▶ [Task directions]: Search the records below for "PrincipalContext"; copy each line that has it.

##########

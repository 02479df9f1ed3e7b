use sprintspace_auth::Identity;

/// Authenticated caller for a request.
///
/// Inserted into request extensions by the auth guard; present on every
/// protected route.
#[derive(Debug, Clone, PartialEq, Eq)]
pub struct PrincipalContext {
    identity: Identity,
}

impl PrincipalContext {
    pub fn new(identity: Identity) -> Self {
        Self { identity }
    }

    pub fn identity(&self) -> &Identity {
        &self.identity
    }

    pub fn email(&self) -> &str {
        self.identity.email()
    }
}
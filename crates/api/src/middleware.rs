use std::sync::Arc;

use axum::{
    extract::State,
    http::{HeaderMap, HeaderValue, header},
    middleware::Next,
    response::Response,
};
use cookie::{Cookie, SameSite};
use tracing::warn;

use sprintspace_auth::{Identity, JwtValidator};

use crate::app::errors::ApiError;
use crate::app::services::Clock;
use crate::config::AuthTransport;
use crate::context::PrincipalContext;

/// Name of the session cookie in cookie transport.
pub const TOKEN_COOKIE: &str = "token";

#[derive(Clone)]
pub struct AuthState {
    pub jwt: Arc<dyn JwtValidator>,
    pub transport: AuthTransport,
    /// Same clock the token endpoints issue with.
    pub clock: Clock,
}

pub async fn auth_middleware(
    State(state): State<AuthState>,
    mut req: axum::http::Request<axum::body::Body>,
    next: Next,
) -> Result<Response, ApiError> {
    let token = match state.transport {
        AuthTransport::Cookie => extract_cookie(req.headers(), TOKEN_COOKIE),
        AuthTransport::Header => extract_bearer(req.headers()).map(str::to_owned),
    }
    .ok_or(ApiError::Unauthenticated)?;

    let claims = state.jwt.validate(&token, state.clock.now()).map_err(|e| {
        warn!(error = %e, path = %req.uri().path(), "rejected token");
        ApiError::from(e)
    })?;

    let identity = Identity::new(claims.email).map_err(|e| ApiError::InvalidToken(e.to_string()))?;
    req.extensions_mut().insert(PrincipalContext::new(identity));

    Ok(next.run(req).await)
}

/// `Authorization: Bearer <token>`, or the bare token.
fn extract_bearer(headers: &HeaderMap) -> Option<&str> {
    let header = headers.get(header::AUTHORIZATION)?.to_str().ok()?;
    let token = header.strip_prefix("Bearer ").unwrap_or(header).trim();
    (!token.is_empty()).then_some(token)
}

fn extract_cookie(headers: &HeaderMap, name: &str) -> Option<String> {
    headers
        .get_all(header::COOKIE)
        .iter()
        .filter_map(|value| value.to_str().ok())
        .flat_map(Cookie::split_parse)
        .filter_map(Result::ok)
        .find(|cookie| cookie.name() == name && !cookie.value().is_empty())
        .map(|cookie| cookie.value().to_string())
}

/// `Set-Cookie` value carrying a freshly issued token.
pub fn session_cookie(token: &str, max_age: chrono::Duration, secure: bool) -> Option<HeaderValue> {
    token_cookie(token.to_string(), max_age.num_seconds(), secure)
}

/// `Set-Cookie` value that expires the session cookie.
pub fn cleared_cookie(secure: bool) -> Option<HeaderValue> {
    token_cookie(String::new(), 0, secure)
}

/// Cross-site deployments need `SameSite=None`, which browsers only accept
/// together with `Secure`.
fn token_cookie(value: String, max_age_secs: i64, secure: bool) -> Option<HeaderValue> {
    let same_site = if secure { SameSite::None } else { SameSite::Strict };
    let cookie = Cookie::build((TOKEN_COOKIE, value))
        .path("/")
        .http_only(true)
        .same_site(same_site)
        .secure(secure)
        .max_age(cookie::time::Duration::seconds(max_age_secs))
        .build();
    HeaderValue::from_str(&cookie.to_string()).ok()
}
use thiserror::Error;

use crate::Identity;

#[derive(Debug, Error, Clone, PartialEq, Eq)]
pub enum AuthzError {
    #[error("forbidden: {caller} does not own this record")]
    NotOwner { caller: String },
}

/// Record-ownership rule: only the owner may mutate a record.
///
/// Emails compare ASCII case-insensitively.
///
/// - No IO
/// - No panics
pub fn ensure_owner(identity: &Identity, owner_email: &str) -> Result<(), AuthzError> {
    if identity.email().eq_ignore_ascii_case(owner_email.trim()) {
        Ok(())
    } else {
        Err(AuthzError::NotOwner {
            caller: identity.email().to_string(),
        })
    }
}
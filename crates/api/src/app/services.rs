//! Shared handler dependencies, built once in `main` (or per test server).

use std::sync::Arc;

use chrono::{DateTime, NaiveDate, Utc};

use sprintspace_auth::Hs256JwtCodec;
use sprintspace_infra::CatalogStore;

use crate::config::AppConfig;

/// Source of "now" for handlers.
#[derive(Debug, Copy, Clone, Default, PartialEq, Eq)]
pub enum Clock {
    #[default]
    System,
    Fixed(DateTime<Utc>),
}

impl Clock {
    pub fn now(&self) -> DateTime<Utc> {
        match self {
            Self::System => Utc::now(),
            Self::Fixed(at) => *at,
        }
    }

    pub fn today(&self) -> NaiveDate {
        self.now().date_naive()
    }
}

pub struct AppServices {
    pub store: Arc<dyn CatalogStore>,
    pub tokens: Arc<Hs256JwtCodec>,
    pub config: AppConfig,
    pub clock: Clock,
}

impl AppServices {
    pub fn new(config: AppConfig, store: Arc<dyn CatalogStore>) -> Self {
        let tokens = Arc::new(Hs256JwtCodec::new(config.jwt_secret.as_bytes(), config.token_ttl));
        Self {
            store,
            tokens,
            config,
            clock: Clock::System,
        }
    }

    pub fn with_clock(mut self, clock: Clock) -> Self {
        self.clock = clock;
        self
    }
}
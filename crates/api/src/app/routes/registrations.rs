use std::sync::Arc;

use axum::{
    Json,
    extract::{Extension, Path, Query, rejection::JsonRejection},
    http::StatusCode,
    response::{IntoResponse, Response},
};
use serde_json::Value;
use tracing::info;

use sprintspace_core::{DocumentId, RegistrationDraft, RegistrationFilter, RegistrationPatch, TitleSearch};

use crate::app::dto::{self, RegistrationListQuery, TitleQuery};
use crate::app::errors::ApiError;
use crate::app::routes::common::parse_id;
use crate::app::services::AppServices;
use crate::context::PrincipalContext;

pub async fn list_registrations(
    Extension(services): Extension<Arc<AppServices>>,
    Query(query): Query<RegistrationListQuery>,
) -> Result<Json<Vec<Value>>, ApiError> {
    let filter = RegistrationFilter {
        user_email: dto::non_empty(query.email),
        event_id: None,
        title: TitleSearch::new(query.search.as_deref().unwrap_or_default())?,
    };
    let registrations = services.store.list_registrations(&filter).await?;
    Ok(Json(dto::registration_documents(&registrations)?))
}

/// Case-insensitive substring match on the event title. The input is
/// matched literally.
pub async fn search_registrations(
    Extension(services): Extension<Arc<AppServices>>,
    Query(query): Query<TitleQuery>,
) -> Result<Json<Vec<Value>>, ApiError> {
    let filter = RegistrationFilter {
        title: TitleSearch::new(query.title.as_deref().unwrap_or_default())?,
        ..RegistrationFilter::default()
    };
    let registrations = services.store.list_registrations(&filter).await?;
    Ok(Json(dto::registration_documents(&registrations)?))
}

pub async fn get_registration(
    Extension(services): Extension<Arc<AppServices>>,
    Path(id): Path<String>,
) -> Result<Json<Value>, ApiError> {
    let id = parse_id(&id)?;
    let registration = services
        .store
        .find_registration(id)
        .await?
        .ok_or(ApiError::NotFound("registration"))?;
    Ok(Json(dto::registration_document(&registration)?))
}

/// Parent must exist; the store bumps its counter in the same step as the insert.
pub async fn create_registration(
    Extension(services): Extension<Arc<AppServices>>,
    Extension(principal): Extension<PrincipalContext>,
    body: Result<Json<Value>, JsonRejection>,
) -> Result<Response, ApiError> {
    let Json(body) = body?;
    let draft = RegistrationDraft::from_json(body)?;

    let parent = services
        .store
        .find_event(draft.event_id)
        .await?
        .ok_or(ApiError::NotFound("event"))?;

    let registration =
        draft.into_registration(DocumentId::new(), principal.email(), &parent.title, services.clock.now());
    let id = registration.id;
    services.store.insert_registration(registration).await?;

    info!(registration_id = %id, event_id = %parent.id, user = %principal.identity(), "registration created");
    Ok((StatusCode::CREATED, Json(dto::inserted(id))).into_response())
}

pub async fn update_registration(
    Extension(services): Extension<Arc<AppServices>>,
    Path(id): Path<String>,
    body: Result<Json<Value>, JsonRejection>,
) -> Result<Json<Value>, ApiError> {
    let id = parse_id(&id)?;
    let Json(body) = body?;
    let patch = RegistrationPatch::from_json(body)?;

    let outcome = services.store.update_registration(id, &patch).await?;
    if !outcome.matched {
        return Err(ApiError::NotFound("registration"));
    }

    info!(registration_id = %id, modified = outcome.modified, "registration updated");
    Ok(Json(dto::updated(outcome)))
}

pub async fn delete_registration(
    Extension(services): Extension<Arc<AppServices>>,
    Path(id): Path<String>,
) -> Result<Json<Value>, ApiError> {
    let id = parse_id(&id)?;
    let removed = services.store.delete_registration(id).await?;

    info!(registration_id = %id, event_id = %removed.event_id, "registration deleted");
    Ok(Json(dto::deleted(1)))
}
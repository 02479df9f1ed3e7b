use axum::http::StatusCode;

pub async fn root() -> &'static str {
    "SprintSpace server is running"
}

pub async fn health() -> StatusCode {
    StatusCode::OK
}
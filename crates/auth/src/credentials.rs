/// A single configured email/password pair accepted by password login.
#[derive(Clone)]
pub struct StaticCredentials {
    email: String,
    password: String,
}

impl StaticCredentials {
    pub fn new(email: impl Into<String>, password: impl Into<String>) -> Self {
        Self {
            email: email.into(),
            password: password.into(),
        }
    }

    pub fn verify(&self, email: &str, password: &str) -> bool {
        // Both halves are always evaluated.
        let email_ok = self.email.eq_ignore_ascii_case(email.trim());
        let password_ok = constant_time_eq(self.password.as_bytes(), password.as_bytes());
        email_ok & password_ok
    }
}

impl core::fmt::Debug for StaticCredentials {
    fn fmt(&self, f: &mut core::fmt::Formatter<'_>) -> core::fmt::Result {
        f.debug_struct("StaticCredentials")
            .field("email", &self.email)
            .field("password", &"<redacted>")
            .finish()
    }
}

fn constant_time_eq(a: &[u8], b: &[u8]) -> bool {
    if a.len() != b.len() {
        return false;
    }
    a.iter().zip(b).fold(0u8, |acc, (x, y)| acc | (x ^ y)) == 0
}
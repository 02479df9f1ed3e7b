//! Tracing/logging initialization.

use core::str::FromStr;

use tracing_subscriber::EnvFilter;

/// Log output format.
#[derive(Debug, Copy, Clone, Default, PartialEq, Eq)]
pub enum LogFormat {
    /// One JSON object per line, with timestamps.
    #[default]
    Json,
    /// Human-readable multi-line output for local development.
    Pretty,
}

#[derive(Debug, thiserror::Error, Clone, PartialEq, Eq)]
#[error("unknown log format {0:?} (expected \"json\" or \"pretty\")")]
pub struct UnknownLogFormat(pub String);

impl FromStr for LogFormat {
    type Err = UnknownLogFormat;

    fn from_str(s: &str) -> Result<Self, Self::Err> {
        match s.trim().to_ascii_lowercase().as_str() {
            "json" => Ok(Self::Json),
            "pretty" | "text" => Ok(Self::Pretty),
            other => Err(UnknownLogFormat(other.to_string())),
        }
    }
}

/// Initialize tracing/logging for the process.
///
/// Filtering is configurable via `RUST_LOG` (default `info`).
/// Safe to call multiple times (subsequent calls are no-ops).
pub fn init(format: LogFormat) {
    let filter = EnvFilter::try_from_default_env().unwrap_or_else(|_| EnvFilter::new("info"));

    let _ = match format {
        LogFormat::Json => tracing_subscriber::fmt()
            .with_env_filter(filter)
            .json()
            .with_timer(tracing_subscriber::fmt::time::SystemTime)
            .with_target(false)
            .try_init(),
        LogFormat::Pretty => tracing_subscriber::fmt()
            .with_env_filter(filter)
            .pretty()
            .try_init(),
    };
}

##########

▶ [Problem solution]:
pub struct PrincipalContext {
impl PrincipalContext {
use crate::context::PrincipalContext;
    req.extensions_mut().insert(PrincipalContext::new(identity));
use crate::context::PrincipalContext;
    Extension(principal): Extension<PrincipalContext>,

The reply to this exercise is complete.